⟨

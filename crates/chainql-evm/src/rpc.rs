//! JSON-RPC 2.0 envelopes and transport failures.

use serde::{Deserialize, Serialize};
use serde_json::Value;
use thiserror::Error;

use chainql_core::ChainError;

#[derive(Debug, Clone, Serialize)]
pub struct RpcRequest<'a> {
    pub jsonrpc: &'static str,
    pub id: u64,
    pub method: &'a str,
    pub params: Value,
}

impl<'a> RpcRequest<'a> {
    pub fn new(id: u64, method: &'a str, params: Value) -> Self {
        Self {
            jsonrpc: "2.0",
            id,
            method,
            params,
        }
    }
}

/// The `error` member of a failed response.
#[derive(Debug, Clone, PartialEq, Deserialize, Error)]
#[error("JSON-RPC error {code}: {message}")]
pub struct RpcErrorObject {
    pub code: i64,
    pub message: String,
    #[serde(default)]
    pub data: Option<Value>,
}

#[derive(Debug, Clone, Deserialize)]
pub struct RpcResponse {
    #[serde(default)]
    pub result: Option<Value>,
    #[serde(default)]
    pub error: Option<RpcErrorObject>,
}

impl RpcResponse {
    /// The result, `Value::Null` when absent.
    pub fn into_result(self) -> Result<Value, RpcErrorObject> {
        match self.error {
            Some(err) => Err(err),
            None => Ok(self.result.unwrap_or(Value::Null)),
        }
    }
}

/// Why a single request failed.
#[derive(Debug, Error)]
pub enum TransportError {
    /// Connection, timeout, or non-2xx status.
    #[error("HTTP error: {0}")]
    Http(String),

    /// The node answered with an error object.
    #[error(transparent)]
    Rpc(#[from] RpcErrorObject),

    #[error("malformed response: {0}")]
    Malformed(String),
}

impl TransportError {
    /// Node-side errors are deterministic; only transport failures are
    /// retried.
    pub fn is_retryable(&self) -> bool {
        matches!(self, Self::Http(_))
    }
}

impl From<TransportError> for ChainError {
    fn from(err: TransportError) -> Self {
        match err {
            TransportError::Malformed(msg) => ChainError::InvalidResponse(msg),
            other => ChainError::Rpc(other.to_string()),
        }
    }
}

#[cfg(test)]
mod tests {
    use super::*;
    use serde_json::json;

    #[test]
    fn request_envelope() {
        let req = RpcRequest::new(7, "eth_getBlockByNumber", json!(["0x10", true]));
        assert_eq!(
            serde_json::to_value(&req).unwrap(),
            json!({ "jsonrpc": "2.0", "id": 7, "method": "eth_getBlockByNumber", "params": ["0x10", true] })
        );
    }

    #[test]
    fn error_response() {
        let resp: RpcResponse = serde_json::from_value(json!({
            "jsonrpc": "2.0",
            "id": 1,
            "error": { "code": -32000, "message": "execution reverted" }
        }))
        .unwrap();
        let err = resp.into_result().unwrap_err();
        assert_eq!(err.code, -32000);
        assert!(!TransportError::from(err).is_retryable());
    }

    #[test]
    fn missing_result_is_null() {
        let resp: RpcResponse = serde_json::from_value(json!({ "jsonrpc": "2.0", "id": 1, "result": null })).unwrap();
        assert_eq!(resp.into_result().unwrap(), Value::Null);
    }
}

⟩
⟨

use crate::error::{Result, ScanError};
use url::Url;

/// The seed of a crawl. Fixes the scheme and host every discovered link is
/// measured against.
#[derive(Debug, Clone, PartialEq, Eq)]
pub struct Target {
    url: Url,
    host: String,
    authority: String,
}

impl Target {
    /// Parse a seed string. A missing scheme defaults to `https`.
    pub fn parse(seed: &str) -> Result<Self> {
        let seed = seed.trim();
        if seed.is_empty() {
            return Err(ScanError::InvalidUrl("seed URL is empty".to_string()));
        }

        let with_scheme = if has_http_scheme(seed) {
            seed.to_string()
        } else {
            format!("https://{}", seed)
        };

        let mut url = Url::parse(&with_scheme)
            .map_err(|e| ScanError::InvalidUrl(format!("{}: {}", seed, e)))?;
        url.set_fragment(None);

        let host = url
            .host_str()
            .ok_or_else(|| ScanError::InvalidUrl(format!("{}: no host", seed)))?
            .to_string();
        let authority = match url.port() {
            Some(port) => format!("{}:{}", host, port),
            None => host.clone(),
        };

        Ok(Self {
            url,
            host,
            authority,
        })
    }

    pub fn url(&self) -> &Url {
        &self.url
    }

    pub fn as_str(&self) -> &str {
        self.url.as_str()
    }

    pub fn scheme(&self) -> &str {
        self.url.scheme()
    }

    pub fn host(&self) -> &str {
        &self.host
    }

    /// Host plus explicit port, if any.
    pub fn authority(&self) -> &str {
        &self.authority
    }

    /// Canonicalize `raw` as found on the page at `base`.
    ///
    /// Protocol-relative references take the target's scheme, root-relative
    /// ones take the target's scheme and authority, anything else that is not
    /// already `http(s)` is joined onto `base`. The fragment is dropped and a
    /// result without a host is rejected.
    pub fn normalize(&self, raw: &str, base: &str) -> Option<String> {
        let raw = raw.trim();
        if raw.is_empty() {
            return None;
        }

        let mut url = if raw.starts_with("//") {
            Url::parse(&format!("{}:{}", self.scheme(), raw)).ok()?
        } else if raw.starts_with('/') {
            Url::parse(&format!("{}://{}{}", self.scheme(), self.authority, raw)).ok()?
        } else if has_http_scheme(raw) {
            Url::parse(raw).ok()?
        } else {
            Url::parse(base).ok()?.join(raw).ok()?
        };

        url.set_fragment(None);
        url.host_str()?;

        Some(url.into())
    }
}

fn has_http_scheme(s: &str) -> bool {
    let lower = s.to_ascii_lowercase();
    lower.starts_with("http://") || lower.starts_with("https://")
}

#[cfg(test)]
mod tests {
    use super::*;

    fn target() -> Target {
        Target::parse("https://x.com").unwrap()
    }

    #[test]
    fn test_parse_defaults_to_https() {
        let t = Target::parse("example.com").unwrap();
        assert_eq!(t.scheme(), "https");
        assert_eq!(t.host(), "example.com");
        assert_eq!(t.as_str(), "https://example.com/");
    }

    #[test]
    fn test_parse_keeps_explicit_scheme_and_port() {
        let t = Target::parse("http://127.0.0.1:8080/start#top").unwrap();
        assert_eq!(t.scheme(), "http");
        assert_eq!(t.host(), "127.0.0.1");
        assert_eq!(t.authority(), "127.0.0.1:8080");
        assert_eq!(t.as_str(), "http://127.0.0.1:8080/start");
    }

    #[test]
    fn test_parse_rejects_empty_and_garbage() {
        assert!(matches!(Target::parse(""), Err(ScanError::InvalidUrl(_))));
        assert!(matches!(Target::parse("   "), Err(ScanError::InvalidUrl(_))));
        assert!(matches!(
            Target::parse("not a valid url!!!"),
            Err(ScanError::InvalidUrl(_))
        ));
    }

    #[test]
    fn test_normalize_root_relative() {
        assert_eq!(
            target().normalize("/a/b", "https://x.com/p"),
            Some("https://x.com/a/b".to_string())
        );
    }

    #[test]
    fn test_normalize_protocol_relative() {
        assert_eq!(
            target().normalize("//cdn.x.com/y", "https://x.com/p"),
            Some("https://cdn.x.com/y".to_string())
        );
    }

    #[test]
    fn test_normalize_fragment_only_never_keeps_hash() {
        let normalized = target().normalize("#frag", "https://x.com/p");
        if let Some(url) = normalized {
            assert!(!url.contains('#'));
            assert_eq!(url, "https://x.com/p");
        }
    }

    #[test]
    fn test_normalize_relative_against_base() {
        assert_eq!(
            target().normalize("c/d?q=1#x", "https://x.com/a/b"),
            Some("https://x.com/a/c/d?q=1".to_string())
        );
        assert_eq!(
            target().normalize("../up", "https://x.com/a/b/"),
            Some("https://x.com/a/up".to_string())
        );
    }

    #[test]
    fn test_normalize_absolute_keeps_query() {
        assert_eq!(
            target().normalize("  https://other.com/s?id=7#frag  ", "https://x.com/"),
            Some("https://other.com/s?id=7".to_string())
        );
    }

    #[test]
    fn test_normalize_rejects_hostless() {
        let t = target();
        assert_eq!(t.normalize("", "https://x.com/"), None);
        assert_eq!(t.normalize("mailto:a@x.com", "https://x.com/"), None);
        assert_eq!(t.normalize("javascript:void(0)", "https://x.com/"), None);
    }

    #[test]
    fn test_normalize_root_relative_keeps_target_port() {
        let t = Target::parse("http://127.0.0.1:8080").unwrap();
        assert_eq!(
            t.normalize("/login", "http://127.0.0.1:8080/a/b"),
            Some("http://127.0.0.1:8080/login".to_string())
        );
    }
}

⟩
⟨

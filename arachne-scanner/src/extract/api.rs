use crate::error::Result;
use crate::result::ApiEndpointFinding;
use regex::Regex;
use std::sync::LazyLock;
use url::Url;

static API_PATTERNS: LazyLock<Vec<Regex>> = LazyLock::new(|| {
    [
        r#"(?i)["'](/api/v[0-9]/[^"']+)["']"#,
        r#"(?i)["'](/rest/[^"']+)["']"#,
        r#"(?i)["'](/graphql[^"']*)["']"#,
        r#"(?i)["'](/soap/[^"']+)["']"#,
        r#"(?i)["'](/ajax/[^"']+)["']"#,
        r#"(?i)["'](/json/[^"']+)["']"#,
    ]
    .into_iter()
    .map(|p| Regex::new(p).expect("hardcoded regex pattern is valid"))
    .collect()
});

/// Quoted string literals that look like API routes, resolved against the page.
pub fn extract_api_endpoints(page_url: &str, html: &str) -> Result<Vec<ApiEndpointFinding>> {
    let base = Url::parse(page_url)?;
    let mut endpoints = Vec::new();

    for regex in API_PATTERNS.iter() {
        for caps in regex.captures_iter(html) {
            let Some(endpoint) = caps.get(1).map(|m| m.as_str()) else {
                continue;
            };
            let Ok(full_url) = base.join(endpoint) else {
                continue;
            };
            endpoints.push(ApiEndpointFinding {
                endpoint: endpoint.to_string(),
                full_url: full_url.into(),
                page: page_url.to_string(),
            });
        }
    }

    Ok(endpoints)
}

⟩

#### Task
In the entries above, find each line that has the word "RpcResponse". Copy it.

#### Answer box
pub struct RpcResponse {
impl RpcResponse {
        let resp: RpcResponse = serde_json::from_value(json!({
        let resp: RpcResponse = serde_json::from_value(json!({ "jsonrpc": "2.0", "id": 1, "result": null })).unwrap();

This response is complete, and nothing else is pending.